Segment Start: Source material

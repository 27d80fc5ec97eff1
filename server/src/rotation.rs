use cardroom_protocol::{ErrorCode, Room, RoomState, Variant, VariantLock, SEAT_COUNT};
use uuid::Uuid;

/// The dealer seat for the coming hand: the explicit rotation pointer when
/// set, otherwise the seat of the earliest-joined seated player (seat index
/// breaks ties).
pub fn derive_dealer_seat(room: &Room) -> Option<usize> {
    if let Some(seat) = room.dealer_seat {
        if room.seats.get(seat).map(|s| s.is_some()).unwrap_or(false) {
            return Some(seat);
        }
    }
    room.seats
        .iter()
        .enumerate()
        .filter_map(|(seat, pid)| {
            let pid = pid.as_ref()?;
            let p = room.players.get(pid)?;
            Some((p.joined_at, seat))
        })
        .min()
        .map(|(_, seat)| seat)
}

/// Next occupied seat clockwise from `seat`, wrapping. Returns `seat` itself
/// only if it is the lone occupied seat.
pub fn next_occupied_left_of(room: &Room, seat: usize) -> Option<usize> {
    for k in 1..=SEAT_COUNT {
        let idx = (seat + k) % SEAT_COUNT;
        if room.seats[idx].is_some() {
            return Some(idx);
        }
    }
    None
}

/// Lock the next hand's variant to the upcoming dealer's preference. A clean
/// no-op (`Ok(None)`) when the room is mid-hand, already locked, or the
/// dealer has no preference yet; the sweeper calls this opportunistically.
pub fn lock_next_variant(room: &mut Room, now_ms: i64) -> Result<Option<Variant>, ErrorCode> {
    if room.state != RoomState::Idle || room.next_variant.is_some() {
        return Ok(None);
    }
    let dealer_seat = match derive_dealer_seat(room) {
        Some(s) => s,
        None => return Ok(None),
    };
    let dealer_pid: Uuid = match room.seats[dealer_seat] {
        Some(pid) => pid,
        None => return Ok(None),
    };
    let pref = room
        .players
        .get(&dealer_pid)
        .and_then(|p| p.variant_pref)
        .unwrap_or_default();
    room.dealer_seat = Some(dealer_seat);
    room.next_variant = Some(VariantLock {
        value: pref,
        dealer_pid,
        locked_at: now_ms,
    });
    Ok(Some(pref))
}
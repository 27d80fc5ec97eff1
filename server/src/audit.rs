use cardroom_protocol::ActionRecord;
use std::fs;
use std::io;
use std::path::{Path, PathBuf};
use tokio::fs as async_fs;
use tokio::io::AsyncWriteExt;

/// Append-only per-hand action log on disk, one JSON line per betting
/// action. The engine never reads these back; they exist for audit and
/// postmortem.
pub struct ActionLog {
    data_dir: PathBuf,
}

impl ActionLog {
    pub fn new(data_dir: impl AsRef<Path>) -> io::Result<Self> {
        fs::create_dir_all(data_dir.as_ref())?;
        Ok(ActionLog { data_dir: data_dir.as_ref().to_path_buf() })
    }

    fn file_path(&self, room: &str, hand_id: &str) -> PathBuf {
        self.data_dir.join(format!("{}__{}.jsonl", room, hand_id))
    }

    pub async fn append(
        &self,
        room: &str,
        hand_id: &str,
        record: &ActionRecord,
    ) -> io::Result<()> {
        let line = serde_json::to_string(record)
            .map_err(|e| io::Error::new(io::ErrorKind::InvalidData, e))?;
        let mut file = async_fs::OpenOptions::new()
            .create(true)
            .append(true)
            .open(self.file_path(room, hand_id))
            .await?;
        file.write_all(format!("{}\n", line).as_bytes()).await?;
        Ok(())
    }

    pub async fn read_all(&self, room: &str, hand_id: &str) -> io::Result<Vec<ActionRecord>> {
        let path = self.file_path(room, hand_id);
        if !path.exists() {
            return Ok(vec![]);
        }
        let content = async_fs::read_to_string(&path).await?;
        let mut records = Vec::new();
        for line in content.lines() {
            if line.trim().is_empty() {
                continue;
            }
            match serde_json::from_str::<ActionRecord>(line) {
                Ok(rec) => records.push(rec),
                Err(_) => continue, // tolerate a torn tail line
            }
        }
        Ok(records)
    }
}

Segment End: Source material

Assignment
Write out the whole listing once more, exactly as it reads.

Result
repository 27d80fc5ec97eff1
filename server/src/rotation.rs
use cardroom_protocol::{ErrorCode, Room, RoomState, Variant, VariantLock, SEAT_COUNT};
use uuid::Uuid;

/// The dealer seat for the coming hand: the explicit rotation pointer when
/// set, otherwise the seat of the earliest-joined seated player (seat index
/// breaks ties).
pub fn derive_dealer_seat(room: &Room) -> Option<usize> {
    if let Some(seat) = room.dealer_seat {
        if room.seats.get(seat).map(|s| s.is_some()).unwrap_or(false) {
            return Some(seat);
        }
    }
    room.seats
        .iter()
        .enumerate()
        .filter_map(|(seat, pid)| {
            let pid = pid.as_ref()?;
            let p = room.players.get(pid)?;
            Some((p.joined_at, seat))
        })
        .min()
        .map(|(_, seat)| seat)
}

/// Next occupied seat clockwise from `seat`, wrapping. Returns `seat` itself
/// only if it is the lone occupied seat.
pub fn next_occupied_left_of(room: &Room, seat: usize) -> Option<usize> {
    for k in 1..=SEAT_COUNT {
        let idx = (seat + k) % SEAT_COUNT;
        if room.seats[idx].is_some() {
            return Some(idx);
        }
    }
    None
}

/// Lock the next hand's variant to the upcoming dealer's preference. A clean
/// no-op (`Ok(None)`) when the room is mid-hand, already locked, or the
/// dealer has no preference yet; the sweeper calls this opportunistically.
pub fn lock_next_variant(room: &mut Room, now_ms: i64) -> Result<Option<Variant>, ErrorCode> {
    if room.state != RoomState::Idle || room.next_variant.is_some() {
        return Ok(None);
    }
    let dealer_seat = match derive_dealer_seat(room) {
        Some(s) => s,
        None => return Ok(None),
    };
    let dealer_pid: Uuid = match room.seats[dealer_seat] {
        Some(pid) => pid,
        None => return Ok(None),
    };
    let pref = room
        .players
        .get(&dealer_pid)
        .and_then(|p| p.variant_pref)
        .unwrap_or_default();
    room.dealer_seat = Some(dealer_seat);
    room.next_variant = Some(VariantLock {
        value: pref,
        dealer_pid,
        locked_at: now_ms,
    });
    Ok(Some(pref))
}
repository 27d80fc5ec97eff1
filename server/src/audit.rs
use cardroom_protocol::ActionRecord;
use std::fs;
use std::io;
use std::path::{Path, PathBuf};
use tokio::fs as async_fs;
use tokio::io::AsyncWriteExt;

/// Append-only per-hand action log on disk, one JSON line per betting
/// action. The engine never reads these back; they exist for audit and
/// postmortem.
pub struct ActionLog {
    data_dir: PathBuf,
}

impl ActionLog {
    pub fn new(data_dir: impl AsRef<Path>) -> io::Result<Self> {
        fs::create_dir_all(data_dir.as_ref())?;
        Ok(ActionLog { data_dir: data_dir.as_ref().to_path_buf() })
    }

    fn file_path(&self, room: &str, hand_id: &str) -> PathBuf {
        self.data_dir.join(format!("{}__{}.jsonl", room, hand_id))
    }

    pub async fn append(
        &self,
        room: &str,
        hand_id: &str,
        record: &ActionRecord,
    ) -> io::Result<()> {
        let line = serde_json::to_string(record)
            .map_err(|e| io::Error::new(io::ErrorKind::InvalidData, e))?;
        let mut file = async_fs::OpenOptions::new()
            .create(true)
            .append(true)
            .open(self.file_path(room, hand_id))
            .await?;
        file.write_all(format!("{}\n", line).as_bytes()).await?;
        Ok(())
    }

    pub async fn read_all(&self, room: &str, hand_id: &str) -> io::Result<Vec<ActionRecord>> {
        let path = self.file_path(room, hand_id);
        if !path.exists() {
            return Ok(vec![]);
        }
        let content = async_fs::read_to_string(&path).await?;
        let mut records = Vec::new();
        for line in content.lines() {
            if line.trim().is_empty() {
                continue;
            }
            match serde_json::from_str::<ActionRecord>(line) {
                Ok(rec) => records.push(rec),
                Err(_) => continue, // tolerate a torn tail line
            }
        }
        Ok(records)
    }
}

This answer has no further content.